Your goal: Would you please return the lines of the material that contain the word "usize"?
_ _ _
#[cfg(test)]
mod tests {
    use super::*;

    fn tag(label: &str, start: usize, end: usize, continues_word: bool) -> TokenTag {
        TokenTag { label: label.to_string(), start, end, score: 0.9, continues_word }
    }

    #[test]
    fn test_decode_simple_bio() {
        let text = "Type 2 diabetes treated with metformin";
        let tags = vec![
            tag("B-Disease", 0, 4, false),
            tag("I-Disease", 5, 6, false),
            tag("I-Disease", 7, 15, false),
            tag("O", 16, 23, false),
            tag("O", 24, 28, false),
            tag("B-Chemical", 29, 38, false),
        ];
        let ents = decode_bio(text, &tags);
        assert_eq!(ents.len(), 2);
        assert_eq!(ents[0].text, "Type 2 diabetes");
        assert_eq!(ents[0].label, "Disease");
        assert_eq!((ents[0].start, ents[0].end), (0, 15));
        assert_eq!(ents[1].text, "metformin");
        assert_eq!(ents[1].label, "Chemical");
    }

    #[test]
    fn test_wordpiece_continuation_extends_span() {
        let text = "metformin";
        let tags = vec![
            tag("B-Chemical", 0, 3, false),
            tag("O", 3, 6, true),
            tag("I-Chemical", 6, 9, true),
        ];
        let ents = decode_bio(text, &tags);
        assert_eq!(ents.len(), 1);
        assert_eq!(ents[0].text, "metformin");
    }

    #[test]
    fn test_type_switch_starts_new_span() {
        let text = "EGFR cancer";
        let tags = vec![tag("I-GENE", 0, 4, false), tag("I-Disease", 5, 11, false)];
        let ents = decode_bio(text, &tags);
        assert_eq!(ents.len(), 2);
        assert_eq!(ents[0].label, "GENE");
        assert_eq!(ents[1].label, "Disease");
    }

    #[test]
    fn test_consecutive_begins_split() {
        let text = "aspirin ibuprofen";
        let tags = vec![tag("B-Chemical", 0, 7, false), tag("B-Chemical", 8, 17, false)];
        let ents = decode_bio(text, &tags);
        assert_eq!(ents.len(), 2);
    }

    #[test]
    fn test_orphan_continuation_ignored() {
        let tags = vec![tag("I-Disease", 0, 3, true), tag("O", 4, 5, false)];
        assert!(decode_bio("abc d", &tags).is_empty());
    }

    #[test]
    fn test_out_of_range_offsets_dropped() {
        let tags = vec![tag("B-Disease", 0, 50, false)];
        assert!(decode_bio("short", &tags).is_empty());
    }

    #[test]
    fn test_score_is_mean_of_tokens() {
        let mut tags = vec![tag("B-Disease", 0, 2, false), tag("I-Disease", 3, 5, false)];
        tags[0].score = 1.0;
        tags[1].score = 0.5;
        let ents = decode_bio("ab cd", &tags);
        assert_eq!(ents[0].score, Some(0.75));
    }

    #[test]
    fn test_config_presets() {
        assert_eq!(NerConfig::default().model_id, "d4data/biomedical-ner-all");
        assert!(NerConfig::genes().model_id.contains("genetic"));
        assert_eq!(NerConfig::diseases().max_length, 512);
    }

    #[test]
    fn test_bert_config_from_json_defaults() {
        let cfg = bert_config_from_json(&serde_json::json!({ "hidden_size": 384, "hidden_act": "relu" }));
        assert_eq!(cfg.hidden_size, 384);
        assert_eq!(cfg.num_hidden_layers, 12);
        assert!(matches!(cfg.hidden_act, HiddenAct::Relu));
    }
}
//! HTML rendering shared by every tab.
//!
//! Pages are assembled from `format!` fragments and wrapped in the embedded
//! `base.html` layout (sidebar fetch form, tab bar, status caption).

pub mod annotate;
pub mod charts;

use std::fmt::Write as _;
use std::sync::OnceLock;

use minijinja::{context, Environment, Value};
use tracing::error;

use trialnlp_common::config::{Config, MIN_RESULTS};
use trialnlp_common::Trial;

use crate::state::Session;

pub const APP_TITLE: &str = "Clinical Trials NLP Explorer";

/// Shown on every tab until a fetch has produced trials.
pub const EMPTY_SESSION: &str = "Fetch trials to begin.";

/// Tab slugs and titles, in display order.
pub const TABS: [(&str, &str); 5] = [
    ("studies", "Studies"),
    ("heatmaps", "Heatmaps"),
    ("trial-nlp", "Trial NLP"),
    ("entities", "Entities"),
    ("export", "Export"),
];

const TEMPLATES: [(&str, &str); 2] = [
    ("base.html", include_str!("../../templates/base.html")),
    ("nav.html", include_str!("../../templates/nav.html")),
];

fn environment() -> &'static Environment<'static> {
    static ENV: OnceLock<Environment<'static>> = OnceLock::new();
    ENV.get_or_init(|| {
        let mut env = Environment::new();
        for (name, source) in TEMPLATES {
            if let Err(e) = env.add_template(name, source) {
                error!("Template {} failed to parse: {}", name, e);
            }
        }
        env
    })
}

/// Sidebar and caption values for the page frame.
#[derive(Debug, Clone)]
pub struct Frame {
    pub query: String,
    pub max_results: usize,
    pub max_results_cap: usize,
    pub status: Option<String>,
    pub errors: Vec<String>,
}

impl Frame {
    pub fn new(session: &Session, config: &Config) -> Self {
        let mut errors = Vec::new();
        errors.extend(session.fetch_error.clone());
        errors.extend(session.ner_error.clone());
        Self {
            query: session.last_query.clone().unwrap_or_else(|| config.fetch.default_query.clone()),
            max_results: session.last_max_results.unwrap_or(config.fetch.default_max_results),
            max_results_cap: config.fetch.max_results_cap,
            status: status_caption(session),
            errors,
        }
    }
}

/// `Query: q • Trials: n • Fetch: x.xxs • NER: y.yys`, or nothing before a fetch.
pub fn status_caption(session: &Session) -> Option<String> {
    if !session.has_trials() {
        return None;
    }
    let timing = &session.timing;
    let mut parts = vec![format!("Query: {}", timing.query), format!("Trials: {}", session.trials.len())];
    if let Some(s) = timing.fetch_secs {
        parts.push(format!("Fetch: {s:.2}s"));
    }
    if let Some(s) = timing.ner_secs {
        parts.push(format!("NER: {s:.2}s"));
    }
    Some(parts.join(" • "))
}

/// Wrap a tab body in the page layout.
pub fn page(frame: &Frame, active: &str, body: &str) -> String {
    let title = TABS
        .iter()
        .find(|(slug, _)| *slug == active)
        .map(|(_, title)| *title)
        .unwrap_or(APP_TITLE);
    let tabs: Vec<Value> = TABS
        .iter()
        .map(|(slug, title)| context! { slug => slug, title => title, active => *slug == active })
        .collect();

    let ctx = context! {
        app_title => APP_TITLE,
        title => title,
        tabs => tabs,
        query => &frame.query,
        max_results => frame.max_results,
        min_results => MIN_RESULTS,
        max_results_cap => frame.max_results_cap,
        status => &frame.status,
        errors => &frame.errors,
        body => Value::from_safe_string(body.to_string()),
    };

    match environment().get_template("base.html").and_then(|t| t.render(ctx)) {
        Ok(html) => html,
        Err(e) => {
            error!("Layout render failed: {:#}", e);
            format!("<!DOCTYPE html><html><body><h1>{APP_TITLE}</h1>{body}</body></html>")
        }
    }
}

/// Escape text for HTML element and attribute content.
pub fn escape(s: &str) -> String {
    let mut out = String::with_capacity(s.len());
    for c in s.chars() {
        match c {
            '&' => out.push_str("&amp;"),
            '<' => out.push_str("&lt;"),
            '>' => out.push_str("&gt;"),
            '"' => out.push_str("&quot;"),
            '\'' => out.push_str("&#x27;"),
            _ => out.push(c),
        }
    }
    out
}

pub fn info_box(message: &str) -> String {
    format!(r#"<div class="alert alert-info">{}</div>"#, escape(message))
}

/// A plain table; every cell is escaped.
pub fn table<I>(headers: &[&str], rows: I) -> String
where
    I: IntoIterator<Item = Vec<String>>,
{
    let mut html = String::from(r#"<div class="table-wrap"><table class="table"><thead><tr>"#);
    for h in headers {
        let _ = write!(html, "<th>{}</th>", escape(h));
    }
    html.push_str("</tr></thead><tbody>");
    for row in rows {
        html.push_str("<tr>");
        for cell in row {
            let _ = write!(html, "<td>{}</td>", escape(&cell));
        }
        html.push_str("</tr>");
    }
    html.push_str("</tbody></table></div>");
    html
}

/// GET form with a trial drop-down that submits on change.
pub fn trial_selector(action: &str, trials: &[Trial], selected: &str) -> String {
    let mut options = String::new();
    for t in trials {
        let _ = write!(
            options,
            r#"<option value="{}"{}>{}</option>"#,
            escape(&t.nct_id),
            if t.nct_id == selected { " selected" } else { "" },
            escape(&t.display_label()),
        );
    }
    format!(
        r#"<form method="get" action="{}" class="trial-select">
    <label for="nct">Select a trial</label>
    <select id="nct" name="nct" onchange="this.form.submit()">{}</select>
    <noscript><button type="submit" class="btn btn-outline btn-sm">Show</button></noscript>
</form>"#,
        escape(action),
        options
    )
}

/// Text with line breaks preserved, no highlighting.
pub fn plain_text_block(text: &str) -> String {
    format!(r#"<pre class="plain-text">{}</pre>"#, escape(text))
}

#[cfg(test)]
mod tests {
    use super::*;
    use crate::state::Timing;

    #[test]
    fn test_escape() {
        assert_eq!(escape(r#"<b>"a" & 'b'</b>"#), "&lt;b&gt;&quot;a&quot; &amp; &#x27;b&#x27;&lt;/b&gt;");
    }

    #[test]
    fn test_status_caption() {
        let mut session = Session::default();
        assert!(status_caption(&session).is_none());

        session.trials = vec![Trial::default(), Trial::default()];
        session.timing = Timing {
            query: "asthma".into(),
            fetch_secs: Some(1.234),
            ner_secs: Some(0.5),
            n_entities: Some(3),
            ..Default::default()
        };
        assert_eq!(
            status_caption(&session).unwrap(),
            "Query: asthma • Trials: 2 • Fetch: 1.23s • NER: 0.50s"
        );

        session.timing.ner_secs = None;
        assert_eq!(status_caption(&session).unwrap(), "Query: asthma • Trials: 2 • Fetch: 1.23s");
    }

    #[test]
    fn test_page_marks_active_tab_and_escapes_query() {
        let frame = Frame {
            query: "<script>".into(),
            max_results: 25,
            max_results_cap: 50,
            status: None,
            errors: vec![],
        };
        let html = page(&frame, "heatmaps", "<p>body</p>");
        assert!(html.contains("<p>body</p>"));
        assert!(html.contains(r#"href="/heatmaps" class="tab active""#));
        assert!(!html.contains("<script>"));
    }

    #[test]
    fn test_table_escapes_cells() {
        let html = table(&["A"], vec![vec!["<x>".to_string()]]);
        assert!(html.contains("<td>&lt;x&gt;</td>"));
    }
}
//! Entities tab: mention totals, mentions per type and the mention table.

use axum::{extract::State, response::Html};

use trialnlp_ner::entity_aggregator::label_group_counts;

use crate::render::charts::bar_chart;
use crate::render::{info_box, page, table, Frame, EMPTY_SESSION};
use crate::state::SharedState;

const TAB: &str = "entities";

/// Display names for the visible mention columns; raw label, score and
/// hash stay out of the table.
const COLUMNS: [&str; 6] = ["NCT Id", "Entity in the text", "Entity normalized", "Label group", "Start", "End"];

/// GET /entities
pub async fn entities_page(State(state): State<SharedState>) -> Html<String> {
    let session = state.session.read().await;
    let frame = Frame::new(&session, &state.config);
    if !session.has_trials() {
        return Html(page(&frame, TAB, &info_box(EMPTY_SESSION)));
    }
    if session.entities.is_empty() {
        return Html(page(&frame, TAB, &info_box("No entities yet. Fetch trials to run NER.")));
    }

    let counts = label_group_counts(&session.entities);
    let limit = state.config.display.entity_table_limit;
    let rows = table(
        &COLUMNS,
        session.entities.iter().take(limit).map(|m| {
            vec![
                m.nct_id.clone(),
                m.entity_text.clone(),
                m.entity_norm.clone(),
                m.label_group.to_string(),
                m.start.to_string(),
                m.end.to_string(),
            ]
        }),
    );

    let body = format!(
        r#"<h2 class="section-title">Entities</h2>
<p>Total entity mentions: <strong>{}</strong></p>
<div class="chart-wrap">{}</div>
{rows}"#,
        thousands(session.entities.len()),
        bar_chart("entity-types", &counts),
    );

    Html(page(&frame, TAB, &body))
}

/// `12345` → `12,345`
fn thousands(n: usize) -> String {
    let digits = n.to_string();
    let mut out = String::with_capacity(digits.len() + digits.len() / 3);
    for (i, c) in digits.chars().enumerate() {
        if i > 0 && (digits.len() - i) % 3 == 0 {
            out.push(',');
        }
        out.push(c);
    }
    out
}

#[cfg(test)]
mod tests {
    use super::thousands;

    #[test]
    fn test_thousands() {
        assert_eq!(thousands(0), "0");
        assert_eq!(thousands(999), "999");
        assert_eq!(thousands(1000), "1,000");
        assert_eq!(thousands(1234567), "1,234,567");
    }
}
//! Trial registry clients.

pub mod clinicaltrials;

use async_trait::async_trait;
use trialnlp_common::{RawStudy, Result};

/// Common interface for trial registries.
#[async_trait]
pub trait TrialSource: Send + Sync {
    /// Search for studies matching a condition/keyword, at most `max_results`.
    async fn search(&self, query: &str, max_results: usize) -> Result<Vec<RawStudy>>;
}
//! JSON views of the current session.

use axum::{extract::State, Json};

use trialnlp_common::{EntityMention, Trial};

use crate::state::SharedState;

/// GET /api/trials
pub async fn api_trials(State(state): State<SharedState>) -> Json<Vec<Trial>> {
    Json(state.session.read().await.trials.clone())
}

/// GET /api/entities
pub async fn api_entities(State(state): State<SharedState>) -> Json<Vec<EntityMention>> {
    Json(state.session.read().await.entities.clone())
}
_ _ _
Response for this exercise:
    fn tag(label: &str, start: usize, end: usize, continues_word: bool) -> TokenTag {
    pub max_results: usize,
    pub max_results_cap: usize,
fn thousands(n: usize) -> String {
    async fn search(&self, query: &str, max_results: usize) -> Result<Vec<RawStudy>>;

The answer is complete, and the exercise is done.